I’ll not be attempting to follow a conventional outline of Orthodox thought. Not exactly. In fact, I’ll toss some very non-Orthodox ideas in as we go, because my goal isn’t to teach lessons Orthodoxy. I just want to figure out what the Bible teaches about the Creation and what it means for us today.
Therefore, I may skip some areas of Orthodoxy that I don’t agree with — such as their exalted view of Mary — and not bother to critique their views, because that’s not really my purpose here.
But I’ll be borrowing heavily from the Orthodox teachings. After all, most of us already know the Western church’s perspectives. In an effort to gain some objectivity, we have to look at the scriptures through unfamiliar eyes.
I take as my source The Orthodox Faith by Thomas Hopko, Dean Emeritus of St. Vladimir’s Seminary. It’s available at the website for the Orthodox Church in America, which strikes me as an Orthodox branch that understands the gospel better than some others.
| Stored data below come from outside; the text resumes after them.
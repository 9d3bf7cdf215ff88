//! SQLite analytics repository.

use async_trait::async_trait;
use chrono::Utc;
use sitepulse_core::analytics::{
    AnalyticsRepository, BrowserCount, DeviceCount, HeatmapPoint, MetadataCount, NewEvent,
    NewHeatmapPoint, NewPageview, NewVisitorSession, PathViews, Summary, VisitorSession,
};
use sitepulse_core::storage::{format_timestamp, Result, TimeRange};
use sqlx::{
    query::Query,
    sqlite::{SqliteArguments, SqliteRow},
    Sqlite, SqlitePool,
};

use super::conversions::{column, parse_timestamp};
use super::error::map_sqlx_error;
use super::schema::{
    INSERT_EVENT, INSERT_HEATMAP, INSERT_PAGEVIEW, INSERT_SESSION, RANGE_FILTER, SELECT_HEATMAP,
    SELECT_RECENT_SESSIONS, TOUCH_SESSION,
};
use crate::storage::Database;

const SESSION: &str = "AnalyticsSession";
const PAGEVIEW: &str = "AnalyticsPageview";
const EVENT: &str = "AnalyticsEvent";
const HEATMAP: &str = "AnalyticsHeatmap";

type SqliteQuery<'q> = Query<'q, Sqlite, SqliteArguments<'q>>;

/// Binds the four placeholders of [`RANGE_FILTER`].
fn bind_range<'q>(query: SqliteQuery<'q>, range: &TimeRange) -> SqliteQuery<'q> {
    let (start, end) = (range.start_key(), range.end_key());
    query.bind(start.clone()).bind(start).bind(end.clone()).bind(end)
}

/// SQLite-backed [`AnalyticsRepository`].
#[derive(Clone)]
pub struct AnalyticsStore {
    db: Database,
}

impl AnalyticsStore {
    pub fn new(db: Database) -> Self {
        Self { db }
    }

    async fn pool(&self) -> Result<&SqlitePool> {
        self.db.pool().await
    }

    async fn count(&self, table: &str, range: &TimeRange, entity: &'static str) -> Result<i64> {
        let sql = format!("SELECT COUNT(*) AS count FROM {table} WHERE {RANGE_FILTER}");
        let row = bind_range(sqlx::query(&sql), range)
            .fetch_one(self.pool().await?)
            .await
            .map_err(|e| map_sqlx_error(e, entity))?;
        column(&row, "count", entity)
    }

    async fn grouped_by(
        &self,
        group_column: &str,
        range: &TimeRange,
    ) -> Result<Vec<(Option<String>, i64)>> {
        let sql = format!(
            "SELECT {group_column} AS label, COUNT(*) AS count FROM analytics_sessions \
             WHERE {RANGE_FILTER} GROUP BY {group_column} ORDER BY count DESC"
        );
        let rows = bind_range(sqlx::query(&sql), range)
            .fetch_all(self.pool().await?)
            .await
            .map_err(|e| map_sqlx_error(e, SESSION))?;

        rows.iter()
            .map(|row| Ok((column(row, "label", SESSION)?, column(row, "count", SESSION)?)))
            .collect()
    }

    async fn touch_session(
        tx: &mut sqlx::Transaction<'_, Sqlite>,
        session_id: &str,
        now: &str,
    ) -> Result<()> {
        sqlx::query(TOUCH_SESSION)
            .bind(now)
            .bind(session_id)
            .execute(&mut **tx)
            .await
            .map_err(|e| map_sqlx_error(e, SESSION))?;
        Ok(())
    }
}

#[async_trait]
impl AnalyticsRepository for AnalyticsStore {
    async fn create_session(
        &self,
        session: &NewVisitorSession,
        user_id: Option<i64>,
    ) -> Result<()> {
        session.validate()?;
        let now = format_timestamp(&Utc::now());

        sqlx::query(INSERT_SESSION)
            .bind(&session.session_id)
            .bind(user_id)
            .bind(&session.user_agent)
            .bind(&session.ip_address)
            .bind(&session.country)
            .bind(&session.city)
            .bind(&session.device)
            .bind(&session.browser)
            .bind(&session.os)
            .bind(&session.referrer)
            .bind(&session.landing_page)
            .bind(&now)
            .bind(&now)
            .execute(self.pool().await?)
            .await
            .map_err(|e| map_sqlx_error(e, SESSION))?;

        Ok(())
    }

    async fn track_pageview(&self, pageview: &NewPageview) -> Result<()> {
        pageview.validate()?;
        let now = format_timestamp(&Utc::now());
        let mut tx = self
            .pool()
            .await?
            .begin()
            .await
            .map_err(|e| map_sqlx_error(e, PAGEVIEW))?;

        sqlx::query(INSERT_PAGEVIEW)
            .bind(&pageview.session_id)
            .bind(&pageview.path)
            .bind(&pageview.title)
            .bind(&pageview.referrer)
            .bind(pageview.duration)
            .bind(&now)
            .execute(&mut *tx)
            .await
            .map_err(|e| map_sqlx_error(e, PAGEVIEW))?;

        Self::touch_session(&mut tx, &pageview.session_id, &now).await?;
        tx.commit().await.map_err(|e| map_sqlx_error(e, PAGEVIEW))
    }

    async fn track_event(&self, event: &NewEvent) -> Result<()> {
        event.validate()?;
        let now = format_timestamp(&Utc::now());
        let mut tx = self
            .pool()
            .await?
            .begin()
            .await
            .map_err(|e| map_sqlx_error(e, EVENT))?;

        sqlx::query(INSERT_EVENT)
            .bind(&event.session_id)
            .bind(&event.event_type)
            .bind(&event.event_name)
            .bind(&event.element_id)
            .bind(&event.element_class)
            .bind(&event.element_text)
            .bind(&event.path)
            .bind(&event.metadata)
            .bind(&now)
            .execute(&mut *tx)
            .await
            .map_err(|e| map_sqlx_error(e, EVENT))?;

        Self::touch_session(&mut tx, &event.session_id, &now).await?;
        tx.commit().await.map_err(|e| map_sqlx_error(e, EVENT))
    }

    async fn track_heatmap(&self, point: &NewHeatmapPoint) -> Result<()> {
        point.validate()?;

        sqlx::query(INSERT_HEATMAP)
            .bind(&point.session_id)
            .bind(&point.path)
            .bind(&point.event_type)
            .bind(point.x)
            .bind(point.y)
            .bind(point.scroll_depth)
            .bind(point.viewport_width)
            .bind(point.viewport_height)
            .bind(format_timestamp(&Utc::now()))
            .execute(self.pool().await?)
            .await
            .map_err(|e| map_sqlx_error(e, HEATMAP))?;

        Ok(())
    }

    async fn summary(&self, range: TimeRange) -> Result<Summary> {
        let (total_sessions, total_pageviews, total_events) = tokio::try_join!(
            self.count("analytics_sessions", &range, SESSION),
            self.count("analytics_pageviews", &range, PAGEVIEW),
            self.count("analytics_events", &range, EVENT),
        )?;

        Ok(Summary {
            total_sessions,
            total_pageviews,
            total_events,
        })
    }

    async fn top_pages(&self, limit: i64, range: TimeRange) -> Result<Vec<PathViews>> {
        let sql = format!(
            "SELECT path, COUNT(*) AS views FROM analytics_pageviews \
             WHERE {RANGE_FILTER} GROUP BY path ORDER BY views DESC, path ASC LIMIT ?"
        );
        let rows = bind_range(sqlx::query(&sql), &range)
            .bind(limit)
            .fetch_all(self.pool().await?)
            .await
            .map_err(|e| map_sqlx_error(e, PAGEVIEW))?;

        rows.iter()
            .map(|row| {
                Ok(PathViews {
                    path: column(row, "path", PAGEVIEW)?,
                    views: column(row, "views", PAGEVIEW)?,
                })
            })
            .collect()
    }

    async fn heatmap(&self, path: &str, event_type: &str) -> Result<Vec<HeatmapPoint>> {
        let rows = sqlx::query(SELECT_HEATMAP)
            .bind(path)
            .bind(event_type)
            .fetch_all(self.pool().await?)
            .await
            .map_err(|e| map_sqlx_error(e, HEATMAP))?;

        rows.iter().map(row_to_heatmap_point).collect()
    }

    async fn recent_sessions(&self, limit: i64) -> Result<Vec<VisitorSession>> {
        let rows = sqlx::query(SELECT_RECENT_SESSIONS)
            .bind(limit)
            .fetch_all(self.pool().await?)
            .await
            .map_err(|e| map_sqlx_error(e, SESSION))?;

        rows.iter().map(row_to_session).collect()
    }

    async fn device_counts(&self, range: TimeRange) -> Result<Vec<DeviceCount>> {
        Ok(self
            .grouped_by("device", &range)
            .await?
            .into_iter()
            .map(|(device, count)| DeviceCount { device, count })
            .collect())
    }

    async fn browser_counts(&self, range: TimeRange) -> Result<Vec<BrowserCount>> {
        Ok(self
            .grouped_by("browser", &range)
            .await?
            .into_iter()
            .map(|(browser, count)| BrowserCount { browser, count })
            .collect())
    }

    async fn count_sessions(&self, range: TimeRange) -> Result<i64> {
        self.count("analytics_sessions", &range, SESSION).await
    }

    async fn count_events(&self, event_type: &str, range: TimeRange) -> Result<i64> {
        let sql = format!(
            "SELECT COUNT(*) AS count FROM analytics_events WHERE event_type = ? AND {RANGE_FILTER}"
        );
        let row = bind_range(sqlx::query(&sql).bind(event_type), &range)
            .fetch_one(self.pool().await?)
            .await
            .map_err(|e| map_sqlx_error(e, EVENT))?;
        column(&row, "count", EVENT)
    }

    async fn event_metadata_counts(
        &self,
        event_type: &str,
        range: TimeRange,
    ) -> Result<Vec<MetadataCount>> {
        let sql = format!(
            "SELECT metadata, COUNT(*) AS count FROM analytics_events \
             WHERE event_type = ? AND {RANGE_FILTER} GROUP BY metadata"
        );
        let rows = bind_range(sqlx::query(&sql).bind(event_type), &range)
            .fetch_all(self.pool().await?)
            .await
            .map_err(|e| map_sqlx_error(e, EVENT))?;

        rows.iter()
            .map(|row| {
                Ok(MetadataCount {
                    metadata: column(row, "metadata", EVENT)?,
                    count: column(row, "count", EVENT)?,
                })
            })
            .collect()
    }

    async fn pageview_durations(&self, range: TimeRange) -> Result<Vec<i64>> {
        let sql = format!(
            "SELECT duration FROM analytics_pageviews WHERE duration IS NOT NULL AND {RANGE_FILTER}"
        );
        let rows = bind_range(sqlx::query(&sql), &range)
            .fetch_all(self.pool().await?)
            .await
            .map_err(|e| map_sqlx_error(e, PAGEVIEW))?;

        rows.iter()
            .map(|row| column(row, "duration", PAGEVIEW))
            .collect()
    }
}

fn row_to_session(row: &SqliteRow) -> Result<VisitorSession> {
    Ok(VisitorSession {
        id: column(row, "id", SESSION)?,
        session_id: column(row, "session_id", SESSION)?,
        user_id: column(row, "user_id", SESSION)?,
        user_agent: column(row, "user_agent", SESSION)?,
        ip_address: column(row, "ip_address", SESSION)?,
        country: column(row, "country", SESSION)?,
        city: column(row, "city", SESSION)?,
        device: column(row, "device", SESSION)?,
        browser: column(row, "browser", SESSION)?,
        os: column(row, "os", SESSION)?,
        referrer: column(row, "referrer", SESSION)?,
        landing_page: column(row, "landing_page", SESSION)?,
        created_at: parse_timestamp(row, "created_at", SESSION)?,
        last_activity: parse_timestamp(row, "last_activity", SESSION)?,
    })
}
And we start, of course, with the Creation. Where else? And it seems that the Orthodox agree somewhat with my earlier posts in this series dealing with the “powers” —
In addition to the created spiritual powers who do the will of God, there are, according to the Orthodox faith, those who rebel against Him and do evil. These are the demons or devils (which means literally those who “pull apart” and destroy) who are also known both in the Old and New Testaments as well as in the lives of the saints of the Church. …
The ultimate victory belongs to God and to those with Him. Satan and his hosts are finally destroyed. Without this recognition—and still more—the experience of this reality of the cosmic spiritual struggle (God and Satan, the good angels and the evil angels), one cannot truly be called an Orthodox Christian who sees and lives according to the deepest realities of life.
Most Protestants wouldn’t greatly argue with this point of view, but few would see the Bible’s teachings on demons and the devil as particularly important.
Man is God’s special creature. He is the only one “created in the image and likeness of God” (Gen 1:26). He is created by God from the dust at the end of the process of creation (the “sixth day”) and by the special will of God. He is made to breathe “the breath of life” (Gen 2:7), to know God, to have dominion over all that God has made.
This idea is common to Catholicism and Protestantism as well. However, most Western teaching makes little of the fact that man is to have dominion (or to rule or reign over) the Creation.
This is, however, a key part of the thinking of the Orthodox as well as that of N. T. Wright in his recently published Simply Jesus: A New Vision of Who He Was, What He Did, and Why He Matters. (We’ll return to this topic.)
As the image of God, ruler over creation and co-creator with the Uncreated Maker, man has the task to “reflect” God in creation; to make His presence, His will and His powers spread throughout the universe; to transform all that exists into the paradise of God.
Really? Is man a “co-creator” with God himself? Not a co-creator of the Creation, of course, but rather does man participate with God in continuing to create?
And if so, is it truly man’s purpose to transform the universe back into Eden?
It is the Orthodox doctrine that one can understand and appreciate what it means to be human only in the light of the full revelation of Jesus Christ. Being the Divine Word and Son of God in human flesh, Jesus reveals the real meaning of manhood. As the Perfect Man and the Last Adam, the “man from heaven,” Jesus gives us the proper interpretation of the story of creation given in the book of Genesis. For as the Apostle Paul has written, Adam finds his significance as “the type (or figure) of the one who was to come,” namely Jesus Christ (Rom 5:14).
Now, this is unfamiliar thinking but surely right. Jesus is the ultimate Example of who man was always meant to be. He is, after all, the very Image of God — which is what man was created to be. It fits.
According to Orthodox theology, to bear the image of God is to be like Christ, the uncreated Image of God, and to share in all of the spiritual attributes of divinity. It is, in the words of the holy fathers, to become by divine grace all that God Himself is by nature.
Amen. Again, it’s unfamiliar teaching in most Western churches, but it’s a doctrine we’re finding more and more of via narrative hermeneutics. The Orthodox go quite far with it —
If God is a free, spiritual, personal Being, so human beings, male and female, are to be the same. If God is so powerful and creative, having dominion over all creation, so human creatures, made in His image and according to His likeness, are also to exercise dominion in the world. If God exercises dominion and authority not by tyranny and oppression, but by loving kindness and service, so are His creatures to do likewise. If God Himself is love, mercy, compassion and care in all things, so must His creatures, made to be like Him, also be the same. And finally, if God lives forever in eternal life, never dying, but always existing in perfectly joyful and harmonious beauty and happiness with all of creation, so too are human beings made for everlasting life in joyful and harmonious communion with God and the whole of creation.
Human nature, therefore, is created by God to grow and develop through participation in the nature of God for all eternity. Man is made to become ever more Godlike forever, even in the Kingdom of God at the end of this age, when Christ will come again in glory to raise the dead and give life to those who love Him.
Hmm … To participate “in the nature of God” is not to be all-powerful so much as to take on the personality and character of God himself — it seems.